American Hasidic rabbi and Chabad administrator

Chaim Yehuda ("Yudel") Krinsky (born December 3, 1933, in Boston, Massachusetts) is a rabbi and a leader in the Chabad-Lubavitch movement. He has served in various positions of the movement's administrative staff since 1954, and as a personal secretary to its chief rabbi, Menachem Mendel Schneerson, and is chairman of the movement's main institutions.

In 1988, after Schneerson's wife died, he named Krinsky sole executor of his will, later probated and recorded in New York.

As of 2004, Krinsky was among the most influential figures within the Chabad movement.

==Biography==
Krinsky grew up in Dorchester, Massachusetts and was educated at the Boston Latin School. At the age of 12, he was sent by his parents to study at the Central Lubavitch Yeshiva in Brooklyn, where he received his rabbinic ordination. He joined the Lubavitcher Rebbe's staff in 1952 as a driver.

==Activities==
In 1956 Krinsky was invited by Schneerson to join his secretariat, headed by Chaim Mordechai Aizik Hodakov. Krinsky's position included work on behalf of the Merkos L'Inyonei Chinuch, the educational arm of the Chabad-Lubavitch movement. At that time, Schneerson also appointed Krinsky as his spokesperson and that of the movement. In 1961, Krinsky founded the Lubavitch News Service, which included disseminating Schneerson's talks around the world via satellite.

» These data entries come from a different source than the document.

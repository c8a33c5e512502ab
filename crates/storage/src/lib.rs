pub mod artifacts;

pub use artifacts::{ArtifactStore, SplitDetections, StorageError};
use serde::{Deserialize, Serialize};
use std::path::Path;
use thiserror::Error;

#[derive(Debug, Error)]
pub enum ConfigError {
    #[error("IO error: {0}")]
    Io(#[from] std::io::Error),
    #[error("Failed to parse TOML: {0}")]
    Parse(#[from] toml::de::Error),
    #[error("Invalid configuration: {0}")]
    Invalid(String),
}

/// Multi-scale detector settings.
#[derive(Debug, Clone, Serialize, Deserialize, PartialEq)]
#[serde(default)]
pub struct DetectionConfig {
    /// Pyramid factors applied to the native image before the square stretch.
    pub scales: Vec<f32>,
    /// Proposals below this confidence are discarded by the detector.
    pub confidence_threshold: f32,
    /// IoU handed to the detector for its own internal suppression.
    pub detector_iou: f32,
    /// Side of the square detector input.
    pub input_size: u32,
    /// Cross-scale merge threshold.
    pub merge_iou: f32,
}

impl Default for DetectionConfig {
    fn default() -> Self {
        Self {
            scales: vec![0.4, 0.6, 1.0, 1.25, 1.5],
            confidence_threshold: 0.10,
            detector_iou: 0.55,
            input_size: 640,
            merge_iou: 0.55,
        }
    }
}

#[derive(Debug, Clone, Serialize, Deserialize, PartialEq)]
#[serde(default)]
pub struct CropConfig {
    /// Fraction of width/height added on every side.
    pub margin: f32,
    /// Crops whose shorter side is below this are upsampled.
    pub min_side: u32,
    pub magnification: f32,
    /// Stored detections below this confidence are not cropped.
    pub min_confidence: f32,
}

impl Default for CropConfig {
    fn default() -> Self {
        Self { margin: 0.20, min_side: 80, magnification: 1.8, min_confidence: 0.25 }
    }
}

#[derive(Debug, Clone, Serialize, Deserialize, PartialEq)]
#[serde(default)]
pub struct OcrConfig {
    /// Read every enhancement variant and keep the best; otherwise read the crop as-is.
    pub enhance_variants: bool,
}

impl Default for OcrConfig {
    fn default() -> Self {
        Self { enhance_variants: true }
    }
}

#[derive(Debug, Clone, Default, Serialize, Deserialize, PartialEq)]
#[serde(default)]
pub struct PipelineConfig {
    pub detection: DetectionConfig,
    pub crop: CropConfig,
    pub ocr: OcrConfig,
}

impl PipelineConfig {
    pub fn from_toml(toml_content: &str) -> Result<Self, ConfigError> {
        let config: PipelineConfig = toml::from_str(toml_content)?;
        config.validate()?;
        Ok(config)
    }

    pub fn load(path: &Path) -> Result<Self, ConfigError> {
        let content = std::fs::read_to_string(path)?;
        Self::from_toml(&content)
    }

    pub fn validate(&self) -> Result<(), ConfigError> {
        let d = &self.detection;
        if d.scales.is_empty() {
            return Err(ConfigError::Invalid("detection.scales must not be empty".into()));
        }
        if let Some(s) = d.scales.iter().find(|s| !(**s > 0.0)) {
            return Err(ConfigError::Invalid(format!("scale must be positive, got {s}")));
        }
        if d.input_size == 0 {
            return Err(ConfigError::Invalid("detection.input_size must be positive".into()));
        }
        for (name, v) in [
            ("detection.confidence_threshold", d.confidence_threshold),
            ("detection.detector_iou", d.detector_iou),
            ("detection.merge_iou", d.merge_iou),
            ("crop.min_confidence", self.crop.min_confidence),
        ] {
            if !(0.0..=1.0).contains(&v) {
                return Err(ConfigError::Invalid(format!("{name} must be in [0, 1], got {v}")));
            }
        }
        if !(self.crop.margin >= 0.0) {
            return Err(ConfigError::Invalid("crop.margin must not be negative".into()));
        }
        if !(self.crop.magnification >= 1.0) {
            return Err(ConfigError::Invalid("crop.magnification must be at least 1".into()));
        }
        Ok(())
    }
}
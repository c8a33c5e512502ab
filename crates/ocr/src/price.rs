use std::sync::OnceLock;

use regex::Regex;
use shelftag_core::{Currency, PriceMatch};

// ── Compiled regex cache ─────────────────────────────────────────────────────

macro_rules! re {
    ($name:ident, $pat:expr) => {
        fn $name() -> &'static Regex {
            static R: OnceLock<Regex> = OnceLock::new();
            R.get_or_init(|| Regex::new($pat).expect("invalid regex"))
        }
    };
}

// Digits are ASCII or full-width (０-９); other numeral scripts are not read.
// INR: ₹129 / Rs 59 / ₹ 1,299.00
re!(re_rupee_symbol, r"₹\s*[0-9０-９][0-9０-９,]*(?:\.[0-9０-９]{1,2})?");
re!(re_rupee_abbr, r"Rs\.?\s*[0-9０-９][0-9０-９,]*(?:\.[0-9０-９]{1,2})?");
// JPY: ¥120 / ￥480 / 128円
re!(re_yen_symbol, r"[¥￥]\s*[0-9０-９][0-9０-９,]*");
re!(re_yen_suffix, r"[0-9０-９][0-9０-９,]*\s*円");
// No marker at all.
re!(re_bare_number, r"[0-9０-９][0-9０-９,]*(?:\.[0-9０-９]{1,2})?");

/// Highest priority first. The first pattern that matches anywhere wins.
const CASCADE: &[fn() -> &'static Regex] = &[
    re_rupee_symbol,
    re_rupee_abbr,
    re_yen_symbol,
    re_yen_suffix,
    re_bare_number,
];

/// Checked in order against the matched substring; first hit decides.
const CURRENCY_SYMBOLS: &[(&str, Currency)] = &[
    ("₹", Currency::Inr),
    ("Rs", Currency::Inr),
    ("¥", Currency::Jpy),
    ("￥", Currency::Jpy),
    ("円", Currency::Jpy),
];

/// Extract the first price in `text`, honoring pattern priority.
pub fn extract_price(text: &str) -> Option<PriceMatch> {
    if text.trim().is_empty() {
        return None;
    }

    let matched = CASCADE
        .iter()
        .find_map(|re| re().find_iter(text).find(|m| !touches_foreign_numeral(text, m.start(), m.end())))?
        .as_str();

    Some(PriceMatch {
        raw_text: text.to_string(),
        matched_text: matched.to_string(),
        currency: detect_currency(matched),
        value: normalize_number(matched),
    })
}

fn detect_currency(matched: &str) -> Option<Currency> {
    CURRENCY_SYMBOLS
        .iter()
        .find(|(symbol, _)| matched.contains(symbol))
        .map(|(_, currency)| *currency)
}

/// Strip the currency marker, thousands separators, whitespace and a trailing 円.
/// Full-width digits are folded to ASCII.
fn normalize_number(matched: &str) -> String {
    let digits_start = matched.find(is_price_digit).unwrap_or(0);
    let clean: String = matched[digits_start..]
        .chars()
        .filter(|c| *c != ',')
        .map(fold_full_width)
        .collect();
    let clean = clean.trim();
    clean.strip_suffix('円').unwrap_or(clean).trim_end().to_string()
}

/// A match glued to a numeral of another script is part of a number that cannot be read.
fn touches_foreign_numeral(text: &str, start: usize, end: usize) -> bool {
    let foreign = |c: char| c.is_numeric() && !is_price_digit(c);
    text[..start].chars().next_back().is_some_and(foreign) || text[end..].chars().next().is_some_and(foreign)
}

fn is_price_digit(c: char) -> bool {
    c.is_ascii_digit() || ('０'..='９').contains(&c)
}

fn fold_full_width(c: char) -> char {
    match c {
        '０'..='９' => char::from_u32(c as u32 - '０' as u32 + '0' as u32).unwrap_or(c),
        _ => c,
    }
}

In 1970, Schneerson appointed Krinsky to the administrative boards of the movement's umbrella organization, Agudas Chasidei Chabad, its educational arm, Merkos L'Inyonei Chinuch and its social-services arm, Machne Israel.

Schneerson selected Krinsky to serve as the official secretary of the movement's three central organizations, Agudas Chasidei Chabad, Merkos L'Inyonei Chinuch, and Machne Israel, the movement's social services arm.

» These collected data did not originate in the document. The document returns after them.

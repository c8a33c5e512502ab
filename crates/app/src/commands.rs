use anyhow::{Context, Result};
use shelftag_core::{merge_overlapping, CropMetadata, CropOcrResult, PipelineConfig, PriceTagRecord};
use shelftag_eval::EvalSummary;
use shelftag_ocr::{read_image, Crop, CropBuilder, Detector, OcrBackend, ShelfPipeline, TagStructurer};
use shelftag_storage::{ArtifactStore, SplitDetections};
use std::collections::HashMap;
use std::path::{Path, PathBuf};

/// Run multi-scale detection over a split's source images and store the merged boxes.
pub async fn detect<D: Detector, R: OcrBackend>(
    store: &ArtifactStore,
    pipeline: &ShelfPipeline<D, R>,
    split: &str,
) -> Result<SplitDetections> {
    let paths = store.list_split_images(split).await.context("listing source images")?;

    let mut detections = SplitDetections::new();
    for path in &paths {
        let Some(image_id) = path.file_name().and_then(|n| n.to_str()) else {
            continue;
        };
        let found = match read_image(path).await {
            Ok(image) => pipeline.detect(&image),
            Err(e) => Err(e),
        };
        match found {
            Ok(dets) => {
                detections.insert(image_id.to_string(), dets);
            }
            Err(e) => tracing::warn!("Skipping {image_id}: {e}"),
        }
    }

    let path = store.save_detections(split, &detections).await?;
    println!("Saved detections for {} images to {}", detections.len(), path.display());
    Ok(detections)
}

/// Merge each image's stored detections and write one crop per surviving box.
pub async fn crop(store: &ArtifactStore, config: &PipelineConfig, split: &str) -> Result<Vec<CropMetadata>> {
    let detections = store
        .load_detections(split)
        .await
        .with_context(|| format!("loading detections for split '{split}'"))?;

    let images: HashMap<String, PathBuf> = store
        .list_split_images(split)
        .await
        .context("listing source images")?
        .into_iter()
        .filter_map(|p| {
            let name = p.file_name()?.to_str()?.to_string();
            Some((name, p))
        })
        .collect();

    let builder = CropBuilder::new(config.crop.clone());
    let mut metadata = Vec::new();

    for (image_id, dets) in detections {
        let Some(path) = images.get(&image_id) else {
            tracing::warn!("Skipping {image_id}: source image not found");
            continue;
        };
        let image = match read_image(path).await {
            Ok(img) => img,
            Err(e) => {
                tracing::warn!("Skipping {image_id}: {e}");
                continue;
            }
        };

        let merged = merge_overlapping(dets, config.detection.merge_iou);
        let stem = path.file_stem().and_then(|s| s.to_str()).unwrap_or(&image_id);
        let crops = builder.build_all(&image, &merged, stem, &image_id);
        tracing::info!("{image_id}: {} merged boxes, {} crops", merged.len(), crops.len());

        for crop in &crops {
            store
                .save_crop_image(split, &crop.id, &crop.image)
                .await
                .with_context(|| format!("saving crop {}", crop.id))?;
            metadata.push(crop.metadata(split));
        }
    }

    let path = store.save_crop_metadata(split, &metadata).await?;
    println!("Saved {} crops to {}", metadata.len(), path.display());
    Ok(metadata)
}

/// OCR every stored crop of a split.
pub async fn ocr<D: Detector, R: OcrBackend>(
    store: &ArtifactStore,
    pipeline: &ShelfPipeline<D, R>,
    split: &str,
) -> Result<Vec<CropOcrResult>> {
    let crops = store
        .load_crop_metadata(split)
        .await
        .with_context(|| format!("loading crop metadata for split '{split}'"))?;

    let mut results = Vec::with_capacity(crops.len());
    for meta in crops {
        let image = match store.load_crop_image(split, &meta.crop_id).await {
            Ok(img) => img,
            Err(e) => {
                tracing::warn!("Skipping {}: {e}", meta.crop_id);
                continue;
            }
        };
        let crop = Crop {
            id: meta.crop_id,
            source_image_id: meta.source_image_id,
            bbox: meta.bbox,
            confidence: meta.confidence,
            image,
        };
        match pipeline.read_crop(&crop) {
            Ok(Some(reading)) => results.push(reading),
            Ok(None) => tracing::debug!(crop = %crop.id, "no text recognized"),
            Err(e) => tracing::warn!(crop = %crop.id, "OCR failed: {e}"),
        }
    }

    let path = store.save_ocr_results(split, &results).await?;
    println!("Saved OCR results for {} crops to {}", results.len(), path.display());
    Ok(results)
}

/// Every stage in one pass: detect, crop, OCR and structure, saving each stage's artifacts.
pub async fn run<D: Detector, R: OcrBackend>(
    store: &ArtifactStore,
    pipeline: &ShelfPipeline<D, R>,
    split: &str,
) -> Result<Vec<PriceTagRecord>> {
    let paths = store.list_split_images(split).await.context("listing source images")?;
    let results = pipeline.process_split(&paths).await;

    let mut detections = SplitDetections::new();
    let mut metadata = Vec::new();
    let mut ocr = Vec::new();
    let mut records = Vec::new();
    for result in results {
        for crop in &result.crops {
            store
                .save_crop_image(split, &crop.id, &crop.image)
                .await
                .with_context(|| format!("saving crop {}", crop.id))?;
            metadata.push(crop.metadata(split));
        }
        detections.insert(result.source_image_id, result.detections);
        ocr.extend(result.ocr);
        records.extend(result.records);
    }

    store.save_detections(split, &detections).await?;
    store.save_crop_metadata(split, &metadata).await?;
    store.save_ocr_results(split, &ocr).await?;
    let path = store.save_records(split, &records).await?;
    println!(
        "Processed {} images: {} crops, {} records saved to {}",
        detections.len(),
        metadata.len(),
        records.len(),
        path.display()
    );
    Ok(records)
}

/// Turn a split's OCR results into price-tag records.
pub async fn structure(store: &ArtifactStore, split: &str) -> Result<Vec<PriceTagRecord>> {
    let ocr = store
        .load_ocr_results(split)
        .await
        .with_context(|| format!("loading OCR results for split '{split}'"))?;

    let records: Vec<PriceTagRecord> = ocr.iter().filter_map(TagStructurer::structure).collect();
    tracing::info!("{} of {} crops structured", records.len(), ocr.len());

    let path = store.save_records(split, &records).await?;
    println!("Saved {} records to {}", records.len(), path.display());
    Ok(records)
}

/// Compare a split's records with the ground-truth sheet.
pub async fn evaluate(
    store: &ArtifactStore,
    split: &str,
    ground_truth: &Path,
    output: Option<&Path>,
) -> Result<EvalSummary> {
    let records = store
        .load_records(split)
        .await
        .with_context(|| format!("loading records for split '{split}'"))?;
    let gt = shelftag_eval::load_ground_truth_file(ground_truth)
        .with_context(|| format!("reading ground truth {}", ground_truth.display()))?;

    let summary = shelftag_eval::evaluate(&records, &gt);
    let json = serde_json::to_string_pretty(&summary)?;
    println!("{json}");

    if let Some(out) = output {
        if let Some(parent) = out.parent() {
            tokio::fs::create_dir_all(parent).await?;
        }
        tokio::fs::write(out, &json)
            .await
            .with_context(|| format!("writing {}", out.display()))?;
        tracing::info!("Evaluation written to {}", out.display());
    }
    Ok(summary)
}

In 1985, Krinsky initiated and led the legal battle on behalf of Agudas Chasidei Chabad to reclaim the books stolen by Barry Gurary in the historic case of Agudas Chasidei Chabad v. Gourary.

In 1988, Schneerson founded the Keren Hachomesh Charitable Foundation in memory of his Wife Rebbetzin Chaya Mushka Schneerson, and appointed Krinsky as vice president and treasurer.

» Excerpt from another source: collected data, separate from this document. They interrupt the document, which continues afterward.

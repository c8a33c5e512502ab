//! Integration tests for the CLI commands

use assert_cmd::cargo::cargo_bin_cmd;
use predicates::prelude::*;

#[test]
fn test_version_command() {
    let mut cmd = cargo_bin_cmd!("shelftag");
    cmd.arg("version");

    cmd.assert()
        .success()
        .stdout(predicate::str::starts_with("shelftag "));
}

#[test]
fn test_version_flag() {
    let mut cmd = cargo_bin_cmd!("shelftag");
    cmd.arg("--version");

    cmd.assert()
        .success()
        .stdout(predicate::str::starts_with("shelftag "));
}

#[test]
fn test_structure_writes_records() {
    let dir = tempfile::tempdir().unwrap();
    let ocr_dir = dir.path().join("ocr");
    std::fs::create_dir_all(&ocr_dir).unwrap();
    std::fs::write(
        ocr_dir.join("val_ocr.json"),
        r#"[{
            "crop_id": "shelf_01_tag0",
            "source_image_id": "shelf_01.jpg",
            "variant": "orig",
            "lines": [
                {"text": "Fresh Milk", "conf": 0.92, "bbox": [[0,0],[90,0],[90,20],[0,20]], "lang": "en"},
                {"text": "Rs. 59", "conf": 0.88, "bbox": [[0,30],[60,30],[60,50],[0,50]], "lang": "en"}
            ]
        }]"#,
    )
    .unwrap();

    let mut cmd = cargo_bin_cmd!("shelftag");
    cmd.arg("--root").arg(dir.path()).args(["structure", "--split", "val"]);

    cmd.assert()
        .success()
        .stdout(predicate::str::contains("Saved 1 records"));

    let written = std::fs::read_to_string(dir.path().join("records/val_records.json")).unwrap();
    assert!(written.contains("Fresh Milk"));
    assert!(written.contains("\"value\": \"59\""));
}

#[test]
fn test_run_writes_every_stage() {
    let dir = tempfile::tempdir().unwrap();
    let raw = dir.path().join("raw");
    std::fs::create_dir_all(&raw).unwrap();
    image::GrayImage::from_fn(64, 48, |x, _| image::Luma([(x * 4) as u8]))
        .save(raw.join("shelf_01.png"))
        .unwrap();

    let mut cmd = cargo_bin_cmd!("shelftag");
    cmd.arg("--root").arg(dir.path()).args(["run", "--split", "val"]);

    cmd.assert()
        .success()
        .stdout(predicate::str::contains("Processed 1 images"));

    for artifact in [
        "detections/val_detections.json",
        "crops/metadata/val_crops.json",
        "ocr/val_ocr.json",
        "records/val_records.json",
    ] {
        assert!(dir.path().join(artifact).exists(), "{artifact} missing");
    }
}

#[test]
fn test_crop_without_detections_fails() {
    let dir = tempfile::tempdir().unwrap();

    let mut cmd = cargo_bin_cmd!("shelftag");
    cmd.arg("--root").arg(dir.path()).args(["crop", "--split", "val"]);

    cmd.assert()
        .failure()
        .stderr(predicate::str::contains("val_detections.json"));
}

#[test]
fn test_invalid_config_is_rejected() {
    let dir = tempfile::tempdir().unwrap();
    let config = dir.path().join("shelftag.toml");
    std::fs::write(&config, "[detection]\nscales = []\n").unwrap();

    let mut cmd = cargo_bin_cmd!("shelftag");
    cmd.arg("--config").arg(&config).arg("version");

    cmd.assert().failure();
}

In 1989, Krinsky founded the Lubavitch International Magazine.

==Family==
Krinsky married Devorah Kasinetz, daughter of Rabbi Zev and Ethel Kasinetz. Their children are:
- Rabbi Levi Krinsky, director of Chabad of New Hampshire
- Rabbi Hillel David Krinsky, who is married to Shterna Sarah Garelik, daughter of Rabbi Gershon Mendel Garelik, Chief Chabad Emissary of Milan, Italy. And is the founder of Jewish Educational Media.
- Menachem Mendel Krinsky, who is married to Miriam Turner of Chicago
- Rabbi Shmaya Krinsky, who is married to Rivkah Gutnick, daughter of Australian commodities magnate Joseph Gutnick
- Sheine B. Krinsky, who is married to Rabbi Yosef B. Friedman, associate director of the Kehot Publication Society
- Chana Krinsky, who is married to Rabbi Joseph Futerfas, director of Camp Gan Israel, New York

==Recognition==
Krinsky appeared in several lists of influential American Jews, including the Forward 50 in 2005.

From 2007 to 2013, Newsweek magazine compiled an annual list of the fifty most influential rabbis in the United States. Krinsky was in the top five every year.